*Exercise description*:
Include in the output exactly the lines from the opening of the data through the line containing "let mut parts: Vec<&str>", and nothing more.

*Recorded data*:
►

impl Storage {
    pub fn new() -> Self {
        Self::default()
    }

    /// Resolves a possibly relative path against the working directory.
    fn resolve(&self, path: &str) -> String {
        let mut parts: Vec<&str> = Vec::new();
        if !path.starts_with('/') {
            parts.extend(self.cwd.split('/').filter(|p| !p.is_empty()));
        }
        for part in path.split('/') {
            match part {
                "" | "." => {}
                ".." => {
                    parts.pop();
                }
                other => parts.push(other),
            }
        }
        if parts.is_empty() {
            "/".to_string()
        } else {
            format!("/{}", parts.join("/"))
        }
    }

    fn parent(path: &str) -> String {
        match path.rfind('/') {
            Some(0) | None => "/".to_string(),
            Some(idx) => path[..idx].to_string(),
        }
    }

    /// Seeds a file with contents, creating it directly. Test setup only;
    /// scripts go through handles.
    pub fn seed_file(&mut self, path: &str, contents: &[u8]) {
        let full = self.resolve(path);
        self.files.insert(
            full,
            FileData {
                bytes: contents.to_vec(),
                reserved: 0,
            },
        );
    }

    pub fn open(&mut self, file_name: &str, mode: i32) -> i32 {
        let Some(mode) = FileMode::from_raw(mode) else {
            return 0;
        };
        let path = self.resolve(file_name);
        if self.dirs.contains(&path) {
            return 0;
        }
        let position = match mode {
            FileMode::Read => {
                if !self.files.contains_key(&path) {
                    return 0;
                }
                0
            }
            FileMode::Write => {
                if !self.dirs.contains(&Self::parent(&path)) {
                    return 0;
                }
                self.files.insert(path.clone(), FileData::default());
                0
            }
            FileMode::Append => {
                if !self.dirs.contains(&Self::parent(&path)) {
                    return 0;
                }
                self.files
                    .entry(path.clone())
                    .or_default()
                    .bytes
                    .len()
            }
        };
        let handle = self.next_handle;
        self.next_handle += 1;
        self.handles.insert(handle, OpenHandle { path, mode, position });
        handle
    }

    pub fn close(&mut self, handle: i32) -> i32 {
        i32::from(self.handles.remove(&handle).is_some())
    }

    pub fn write(&mut self, handle: i32, data: &[u8]) -> i32 {
        let Some(open) = self.handles.get_mut(&handle) else {
            return 0;
        };
        if open.mode == FileMode::Read {
            return 0;
        }
        let Some(file) = self.files.get_mut(&open.path) else {
            return 0;
        };
        let end = open.position + data.len();
        if file.bytes.len() < end {
            file.bytes.resize(end, 0);
        }
        file.bytes[open.position..end].copy_from_slice(data);
        open.position = end;
        1
    }

    pub fn pre_allocate(&mut self, handle: i32, size_in_bytes: i32) -> i32 {
        if size_in_bytes < 0 {
            return 0;
        }
        let Some(open) = self.handles.get(&handle) else {
            return 0;
        };
        if open.mode == FileMode::Read {
            return 0;
        }
        let Some(file) = self.files.get_mut(&open.path) else {
            return 0;
        };
        file.reserved = file.reserved.max(size_in_bytes as usize);
        1
    }

    pub fn read(&mut self, handle: i32, data: &mut [u8]) -> (i32, i32) {
        let Some(open) = self.handles.get_mut(&handle) else {
            return (0, 0);
        };
        if open.mode != FileMode::Read {
            return (0, 0);
        }
        let Some(file) = self.files.get(&open.path) else {
            return (0, 0);
        };
        let available = file.bytes.len().saturating_sub(open.position);
        let n = available.min(data.len());
        data[..n].copy_from_slice(&file.bytes[open.position..open.position + n]);
        open.position += n;
        (1, n as i32)
    }

    /// Reads up to the next newline. The newline is consumed, not stored;
    /// a carriage return before it is dropped too. Fails at end of file.
    pub fn read_line(&mut self, handle: i32, data: &mut [u8]) -> (i32, i32) {
        let Some(open) = self.handles.get_mut(&handle) else {
            return (0, 0);
        };
        if open.mode != FileMode::Read {
            return (0, 0);
        }
        let Some(file) = self.files.get(&open.path) else {
            return (0, 0);
        };
        if open.position >= file.bytes.len() {
            return (0, 0);
        }
        let mut n = 0;
        while n < data.len() && open.position < file.bytes.len() {
            let byte = file.bytes[open.position];
            open.position += 1;
            if byte == b'\n' {
                if n > 0 && data[n - 1] == b'\r' {
                    n -= 1;
                }
                return (1, n as i32);
            }
            data[n] = byte;
            n += 1;
        }
        (1, n as i32)
    }

    pub fn set_position(&mut self, handle: i32, position: i32) -> i32 {
        if position < 0 {
            return 0;
        }
        let Some(open) = self.handles.get_mut(&handle) else {
            return 0;
        };
        let Some(file) = self.files.get(&open.path) else {
            return 0;
        };
        if position as usize > file.bytes.len() {
            return 0;
        }
        open.position = position as usize;
        1
    }

    pub fn position(&self, handle: i32) -> i32 {
        self.handles
            .get(&handle)
            .map_or(-1, |open| open.position as i32)
    }

    pub fn size(&self, handle: i32) -> i32 {
        self.handles
            .get(&handle)
            .and_then(|open| self.files.get(&open.path))
            .map_or(-1, |file| file.bytes.len() as i32)
    }

    pub fn exists(&self, file_name: &str) -> i32 {
        let path = self.resolve(file_name);
        i32::from(self.files.contains_key(&path) || self.dirs.contains(&path))
    }

    pub fn make_directory(&mut self, file_name: &str) -> i32 {
        let path = self.resolve(file_name);
        if self.dirs.contains(&path) || self.files.contains_key(&path) {
            return 0;
        }
        if !self.dirs.contains(&Self::parent(&path)) {
            return 0;
        }
        self.dirs.insert(path);
        1
    }

    pub fn change_directory(&mut self, file_name: &str) -> i32 {
        let path = self.resolve(file_name);
        if !self.dirs.contains(&path) {
            return 0;
        }
        self.cwd = path;
        1
    }

    pub fn working_directory(&self) -> &str {
        &self.cwd
    }

    pub fn rename(&mut self, name: &str, new_name: &str) -> i32 {
        let from = self.resolve(name);
        let to = self.resolve(new_name);
        if self.files.contains_key(&to) || self.dirs.contains(&to) {
            return 0;
        }
        if !self.dirs.contains(&Self::parent(&to)) {
            return 0;
        }
        if let Some(file) = self.files.remove(&from) {
            self.files.insert(to, file);
            return 1;
        }
        if self.dirs.contains(&from) && from != "/" {
            let prefix = format!("{from}/");
            let moved_dirs: Vec<String> = self
                .dirs
                .iter()
                .filter(|d| **d == from || d.starts_with(&prefix))
                .cloned()
                .collect();
            for dir in moved_dirs {
                self.dirs.remove(&dir);
                self.dirs.insert(format!("{to}{}", &dir[from.len()..]));
            }
            let moved_files: Vec<String> = self
                .files
                .keys()
                .filter(|f| f.starts_with(&prefix))
                .cloned()
                .collect();
            for file in moved_files {
                let data = self.files.remove(&file).unwrap_or_default();
                self.files.insert(format!("{to}{}", &file[from.len()..]), data);
            }
            return 1;
        }
        0
    }

    pub fn remove(&mut self, file_name: &str) -> i32 {
        let path = self.resolve(file_name);
        if self.files.remove(&path).is_some() {
            return 1;
        }
        if self.dirs.contains(&path) && path != "/" && path != self.cwd {
            let prefix = format!("{path}/");
            let empty = !self.dirs.iter().any(|d| d.starts_with(&prefix))
                && !self.files.keys().any(|f| f.starts_with(&prefix));
            if empty {
                self.dirs.remove(&path);
                return 1;
            }
        }
        0
    }

    /// Copies the name of the `index`-th entry of `directory` into
    /// `name_out`. Entries are sorted by name, directories and files
    /// together. Returns (found flag, bytes written).
    pub fn directory_item_by_index(
        &self,
        directory: &str,
        include_extension: bool,
        index: i32,
        name_out: &mut [u8],
    ) -> (i32, i32) {
        if index < 0 {
            return (0, 0);
        }
        let dir = self.resolve(directory);
        if !self.dirs.contains(&dir) {
            return (0, 0);
        }
        let prefix = if dir == "/" { "/".to_string() } else { format!("{dir}/") };
        let direct_child = |path: &str| -> Option<String> {
            let rest = path.strip_prefix(&prefix)?;
            if rest.is_empty() || rest.contains('/') {
                None
            } else {
                Some(rest.to_string())
            }
        };
        let mut names: Vec<String> = Vec::new();
        for d in &self.dirs {
            if let Some(name) = direct_child(d) {
                names.push(name);
            }
        }
        for f in self.files.keys() {
            if let Some(name) = direct_child(f) {
                let name = if include_extension {
                    name
                } else {
                    match name.rfind('.') {
                        Some(idx) if idx > 0 => name[..idx].to_string(),
                        _ => name,
                    }
                };
                names.push(name);
            }
        }
        names.sort();
        let Some(name) = names.get(index as usize) else {
            return (0, 0);
        };
        let bytes = name.as_bytes();
        let n = bytes.len().min(name_out.len());
        name_out[..n].copy_from_slice(&bytes[..n]);
        (1, n as i32)
    }

    /// Returns (free, total) kilobytes.
    pub fn volume_info(&self) -> (i32, i32) {
        let used_bytes: usize = self
            .files
            .values()
            .map(|f| f.bytes.len().max(f.reserved))
            .sum();
        let used_kb = used_bytes.div_ceil(1024) as i32;
        ((VOLUME_TOTAL_KB - used_kb).max(0), VOLUME_TOTAL_KB)
    }
}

◄

*Answer area*:
impl Storage {
    pub fn new() -> Self {
        Self::default()
    }

    /// Resolves a possibly relative path against the working directory.
    fn resolve(&self, path: &str) -> String {
        let mut parts: Vec<&str> = Vec::new();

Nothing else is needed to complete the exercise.